▸ Saved entries:
━━━━━━
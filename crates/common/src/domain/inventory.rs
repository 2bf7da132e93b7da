use crate::domain::{Device, DeviceInput, DeviceType, DomainResult, Location, ScanLogEntry};
use async_trait::async_trait;
use serde::Deserialize;

/// Bearer token issued by the inventory service
#[derive(Debug, Clone, PartialEq, Eq, Deserialize)]
pub struct AccessToken {
    pub access_token: String,
    #[serde(default = "default_token_type")]
    pub token_type: String,
}

fn default_token_type() -> String {
    "bearer".to_string()
}

/// Paging window for the scan history listing
#[derive(Debug, Clone, Copy, PartialEq, Eq)]
pub struct ScanHistoryQuery {
    pub skip: u32,
    pub limit: u32,
}

impl Default for ScanHistoryQuery {
    fn default() -> Self {
        Self { skip: 0, limit: 50 }
    }
}

/// Operations offered by the remote inventory service.
/// The HTTP transport in `crate::http` implements this trait.
#[cfg_attr(any(test, feature = "testing"), mockall::automock)]
#[async_trait]
pub trait InventoryApi: Send + Sync {
    /// List all devices with their locations, types and scan history
    async fn list_devices(&self) -> DomainResult<Vec<Device>>;

    /// List all locations
    async fn list_locations(&self) -> DomainResult<Vec<Location>>;

    /// List all device types
    async fn list_device_types(&self) -> DomainResult<Vec<DeviceType>>;

    /// List scan results joined with their device, newest first
    async fn list_scan_results(&self, query: ScanHistoryQuery) -> DomainResult<Vec<ScanLogEntry>>;

    /// Create a device
    async fn create_device(&self, input: DeviceInput) -> DomainResult<Device>;

    /// Replace the fields of an existing device
    async fn update_device(&self, device_id: i64, input: DeviceInput) -> DomainResult<Device>;

    /// Delete a device
    async fn delete_device(&self, device_id: i64) -> DomainResult<()>;

    /// Exchange operator credentials for a bearer token
    async fn authenticate(&self, email: &str, password: &str) -> DomainResult<AccessToken>;
}
pub mod domain;
pub mod poll_scheduler;

pub use domain::*;
pub use poll_scheduler::*;
mod validate;

pub use validate::*;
━━━━━━
▸ WHAT TO PRODUCE: Starting at the line that has "0, limit: 50" in the records above, restate word for word every line until the one that has "async fn list_locations(&self)", and include that one as well.

▸ SOLVED EXERCISE:
        Self { skip: 0, limit: 50 }
    }
}

/// Operations offered by the remote inventory service.
/// The HTTP transport in `crate::http` implements this trait.
#[cfg_attr(any(test, feature = "testing"), mockall::automock)]
#[async_trait]
pub trait InventoryApi: Send + Sync {
    /// List all devices with their locations, types and scan history
    async fn list_devices(&self) -> DomainResult<Vec<Device>>;

    /// List all locations
    async fn list_locations(&self) -> DomainResult<Vec<Location>>;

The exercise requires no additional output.